What started to strike me as I sifted through these memories was the sense of place I was getting. I don't simply mean the spatial sense but rather the virtual-phenomology of the experience, and I began to wonder what the cues were that that were building up the all encompassing sensation. The dots between which my mind was painting (Gestalting??) the rest of the scene as it were.
This all came to mind again the other evening in WoW. I was standing on a dock by a lake when suddenly three children ran past. Hold on I thought, I don't remember seeing them before. They might have always been there. The pattern of their run might be as predictable as the path the MOBs tread, but at the moment it seemed fresh and new. What's more it seemed like the kind of detail that I was probably not supposed to give primacy to but was an incidental to give the place some character.

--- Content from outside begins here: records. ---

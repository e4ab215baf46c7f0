use serde::Deserialize;
use std::path::{Path, PathBuf};

use crate::error::ConfigError;

/// Timeout for every HTTP fetch in milliseconds (10 seconds)
pub const FETCH_TIMEOUT_MS: u64 = 10_000;

/// User agent sent with every request
pub const DEFAULT_USER_AGENT: &str = concat!("purl-source/", env!("CARGO_PKG_VERSION"));

pub const DEFAULT_PYPI_URL: &str = "https://pypi.org";
pub const DEFAULT_NPM_URL: &str = "https://registry.npmjs.org";
pub const DEFAULT_CRATES_URL: &str = "https://crates.io";
pub const DEFAULT_MAVEN_URL: &str = "https://repo1.maven.org";

/// Resolver configuration structure
#[derive(Debug, Clone, Deserialize, PartialEq)]
#[serde(default, rename_all = "camelCase")]
pub struct ResolverConfig {
    /// Per-request timeout in milliseconds
    pub timeout_ms: u64,
    pub user_agent: String,
    pub registries: RegistriesConfig,
}

impl Default for ResolverConfig {
    fn default() -> Self {
        Self {
            timeout_ms: FETCH_TIMEOUT_MS,
            user_agent: DEFAULT_USER_AGENT.to_string(),
            registries: RegistriesConfig::default(),
        }
    }
}

/// Registry base URLs
#[derive(Debug, Clone, Deserialize, PartialEq)]
#[serde(default)]
pub struct RegistriesConfig {
    pub pypi: String,
    pub npm: String,
    pub crates: String,
    pub maven: String,
}

impl Default for RegistriesConfig {
    fn default() -> Self {
        Self {
            pypi: DEFAULT_PYPI_URL.to_string(),
            npm: DEFAULT_NPM_URL.to_string(),
            crates: DEFAULT_CRATES_URL.to_string(),
            maven: DEFAULT_MAVEN_URL.to_string(),
        }
    }
}

impl ResolverConfig {
    /// Load configuration from a JSON file
    pub fn from_file(path: &Path) -> Result<Self, ConfigError> {
        let content = std::fs::read_to_string(path).map_err(|source| ConfigError::Read {
            path: path.display().to_string(),
            source,
        })?;

        serde_json::from_str(&content).map_err(|source| ConfigError::Parse {
            path: path.display().to_string(),
            source,
        })
    }

    /// Load the explicit file if given, else the default file if it exists,
    /// else built-in defaults.
    pub fn load(explicit: Option<&Path>) -> Result<Self, ConfigError> {
        if let Some(path) = explicit {
            return Self::from_file(path);
        }

        let default_path = config_path();
        if default_path.is_file() {
            Self::from_file(&default_path)
        } else {
            Ok(Self::default())
        }
    }
}

/// Returns the path to the config directory for purl-source.
/// Uses $XDG_CONFIG_HOME/purl-source if XDG_CONFIG_HOME is set,
/// otherwise falls back to ~/.config/purl-source,
/// or ./purl-source if neither is available.
pub fn config_dir() -> PathBuf {
    config_dir_with_env(std::env::var("XDG_CONFIG_HOME").ok(), dirs::home_dir())
}

/// Returns the path to the config file.
pub fn config_path() -> PathBuf {
    config_dir().join("config.json")
}

fn config_dir_with_env(xdg_config_home: Option<String>, home_dir: Option<PathBuf>) -> PathBuf {
    let config_dir = xdg_config_home
        .map(PathBuf::from)
        .or_else(|| home_dir.map(|home| home.join(".config")))
        .unwrap_or_else(|| PathBuf::from("."));

    config_dir.join("purl-source")
}
use thiserror::Error;

use crate::package::Ecosystem;

/// Failure of a single HTTP request, distinct from a non-success status.
#[derive(Debug, Clone, Error, PartialEq, Eq)]
pub enum TransportError {
    #[error("Request to {0} timed out")]
    Timeout(String),

    #[error("Request to {url} failed: {message}")]
    Request { url: String, message: String },
}

impl TransportError {
    pub fn from_reqwest(url: &str, err: reqwest::Error) -> Self {
        if err.is_timeout() {
            TransportError::Timeout(url.to_string())
        } else {
            TransportError::Request {
                url: url.to_string(),
                message: err.to_string(),
            }
        }
    }

    pub fn url(&self) -> &str {
        match self {
            TransportError::Timeout(url) => url,
            TransportError::Request { url, .. } => url,
        }
    }
}

/// Fatal errors of a resolution. Everything else degrades to an absent value.
#[derive(Debug, Error)]
pub enum RegistryError {
    #[error("Package not found: {0}")]
    NotFound(String),

    #[error("Network error: {0}")]
    Transport(#[from] TransportError),

    #[error("Invalid response: {0}")]
    Parse(String),

    #[error("No registry configured for {0}")]
    Unsupported(Ecosystem),
}

#[derive(Debug, Clone, Error, PartialEq, Eq)]
pub enum IdentifierError {
    #[error("Package name must not be empty")]
    EmptyName,

    #[error("Package version must not be empty")]
    EmptyVersion,

    #[error("{0} packages require a namespace")]
    MissingNamespace(Ecosystem),

    #[error("Unsupported package type: {0}")]
    UnsupportedType(String),

    #[error("Malformed package URL: {0}")]
    Malformed(String),
}

#[derive(Debug, Error)]
pub enum ConfigError {
    #[error("Failed to read config {path}: {source}")]
    Read {
        path: String,
        #[source]
        source: std::io::Error,
    },

    #[error("Failed to parse config {path}: {source}")]
    Parse {
        path: String,
        #[source]
        source: serde_json::Error,
    },
}
//! HTTP GET transport shared by registries, the scraper and release validation

use std::time::Duration;

#[cfg(test)]
use mockall::automock;

use crate::config::ResolverConfig;
use crate::error::TransportError;

/// Status and body of a completed request
#[derive(Debug, Clone, PartialEq, Eq)]
pub struct HttpResponse {
    pub status: u16,
    pub body: String,
}

impl HttpResponse {
    pub fn new(status: u16, body: impl Into<String>) -> Self {
        Self {
            status,
            body: body.into(),
        }
    }

    pub fn is_success(&self) -> bool {
        (200..300).contains(&self.status)
    }

    pub fn is_not_found(&self) -> bool {
        self.status == 404
    }
}

/// Trait for issuing a bounded-time GET request
#[cfg_attr(test, automock)]
#[async_trait::async_trait]
pub trait HttpGet: Send + Sync {
    /// Fetches `url`, returning any status the server answers with
    ///
    /// # Returns
    /// * `Ok(HttpResponse)` - The server responded, whatever the status
    /// * `Err(TransportError)` - Connection failure or timeout
    async fn get(&self, url: &str) -> Result<HttpResponse, TransportError>;
}

/// [`HttpGet`] backed by reqwest
#[derive(Clone)]
pub struct ReqwestHttp {
    client: reqwest::Client,
}

impl ReqwestHttp {
    pub fn new(timeout: Duration, user_agent: &str) -> Self {
        Self {
            client: reqwest::Client::builder()
                .user_agent(user_agent)
                .timeout(timeout)
                .build()
                .expect("Failed to create HTTP client"),
        }
    }

    pub fn from_config(config: &ResolverConfig) -> Self {
        Self::new(Duration::from_millis(config.timeout_ms), &config.user_agent)
    }
}

impl Default for ReqwestHttp {
    fn default() -> Self {
        Self::from_config(&ResolverConfig::default())
    }
}

#[async_trait::async_trait]
impl HttpGet for ReqwestHttp {
    async fn get(&self, url: &str) -> Result<HttpResponse, TransportError> {
        let response = self
            .client
            .get(url)
            .send()
            .await
            .map_err(|e| TransportError::from_reqwest(url, e))?;

        let status = response.status().as_u16();
        let body = response
            .text()
            .await
            .map_err(|e| TransportError::from_reqwest(url, e))?;

        Ok(HttpResponse { status, body })
    }
}
//! npm repository extraction

use serde_json::Value;

use crate::extractor::{ReferenceExtractor, RepoSource};
use crate::package::Ecosystem;
use crate::registry::RegistryMetadata;

/// Extractor for npm version documents
///
/// Reads `repository.url` (or a bare `repository` string); the homepage is
/// only a fallback page.
pub struct NpmExtractor;

impl NpmExtractor {
    pub fn new() -> Self {
        Self
    }

    /// Clean an npm repository URL: strip `git+` and `.git`, expand
    /// shorthands (`github:o/r`, `o/r`) and upgrade `git://`/`ssh://git@`
    pub fn clean_repository_url(raw: &str) -> String {
        let url = raw.trim();
        let url = url.strip_prefix("git+").unwrap_or(url);
        let url = url.strip_suffix(".git").unwrap_or(url);

        if let Some(rest) = url.strip_prefix("git://") {
            return format!("https://{}", rest);
        }
        if let Some(rest) = url.strip_prefix("ssh://git@") {
            return format!("https://{}", rest.replacen(':', "/", 1));
        }

        for (prefix, host) in [
            ("github:", "github.com"),
            ("gitlab:", "gitlab.com"),
            ("bitbucket:", "bitbucket.org"),
        ] {
            if let Some(path) = url.strip_prefix(prefix) {
                return format!("https://{}/{}", host, path);
            }
        }

        // `owner/repo` shorthand means GitHub
        if !url.contains(':') && url.split('/').filter(|s| !s.is_empty()).count() == 2 {
            return format!("https://github.com/{}", url);
        }

        url.to_string()
    }
}

impl Default for NpmExtractor {
    fn default() -> Self {
        Self::new()
    }
}

impl ReferenceExtractor for NpmExtractor {
    fn ecosystem(&self) -> Ecosystem {
        Ecosystem::Npm
    }

    fn extract(&self, metadata: &RegistryMetadata) -> Vec<RepoSource> {
        let repository = match metadata.document.get("repository") {
            Some(Value::String(url)) => Some(url.as_str()),
            Some(Value::Object(_)) => metadata.str_at("/repository/url"),
            _ => None,
        };

        repository
            .map(Self::clean_repository_url)
            .and_then(|url| RepoSource::direct(&url))
            .into_iter()
            .collect()
    }

    fn fallback_pages(&self, metadata: &RegistryMetadata) -> Vec<String> {
        metadata
            .str_at("/homepage")
            .map(str::to_string)
            .into_iter()
            .collect()
    }
}

#[cfg(test)]
mod tests {
    use super::*;
    use rstest::rstest;
    use serde_json::json;

    #[rstest]
    #[case("git+https://github.com/lodash/lodash.git", "https://github.com/lodash/lodash")]
    #[case("git://github.com/request/request.git", "https://github.com/request/request")]
    #[case("git+ssh://git@github.com/o/r.git", "https://github.com/o/r")]
    #[case("github:expressjs/express", "https://github.com/expressjs/express")]
    #[case("gitlab:group/project", "https://gitlab.com/group/project")]
    #[case("bitbucket:o/r", "https://bitbucket.org/o/r")]
    #[case("expressjs/express", "https://github.com/expressjs/express")]
    #[case("https://example.com/o/r", "https://example.com/o/r")]
    fn clean_repository_url_returns_expected(#[case] raw: &str, #[case] expected: &str) {
        assert_eq!(NpmExtractor::clean_repository_url(raw), expected);
    }

    #[test]
    fn extract_reads_repository_object() {
        let metadata = RegistryMetadata::new(
            "https://registry.npmjs.org/lodash/4.17.21",
            json!({"repository": {"type": "git", "url": "git+https://github.com/lodash/lodash.git"}}),
        );

        assert_eq!(
            NpmExtractor::new().extract(&metadata),
            vec![RepoSource::Direct("https://github.com/lodash/lodash".to_string())]
        );
    }

    #[test]
    fn extract_reads_repository_shorthand_string() {
        let metadata = RegistryMetadata::new(
            "https://registry.npmjs.org/x/1.0.0",
            json!({"repository": "github:o/r"}),
        );

        assert_eq!(
            NpmExtractor::new().extract(&metadata),
            vec![RepoSource::Direct("https://github.com/o/r".to_string())]
        );
    }

    #[test]
    fn extract_ignores_non_vcs_repository() {
        let metadata = RegistryMetadata::new(
            "https://registry.npmjs.org/x/1.0.0",
            json!({
                "repository": {"url": "https://git.example.com/o/r.git"},
                "homepage": "https://x.example.com"
            }),
        );
        let extractor = NpmExtractor::new();

        assert!(extractor.extract(&metadata).is_empty());
        assert_eq!(
            extractor.fallback_pages(&metadata),
            vec!["https://x.example.com".to_string()]
        );
    }
}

On the whole I find much of WoW to be artificial and distancing, many surfaces are so obviously texture mapped and the images seem to be stretched and distorted a little too much. But now I'm discovering new areas the feeling of place is starting to flesh out.
SWG on the other hand does no seem to provide the same range of clues. NPCs seem much more robotic. Yet I still get some sense that is greater than the data presented. The only way I individuate these feelings are that WoW has a sense of place whereas SWG has a sense of landscape.
Similarly ATITD sometimes gives me a chill. It can feel so cold and lonely. I think that the sound of the wind combined with the emptiness of the desert, lack of NPS and low population overall add to this deep sense of emptiness that it can create – while camps by contrast can feel very homely.
Last night I logged into Guild Wars for the first time. These thoughts in my mind I immediately noticed the way that NPCs seem to have even more life to them, the addition of trails of footprints in sand and ripples when walking through water add even more layers.
Only time will tell what texture my memories have.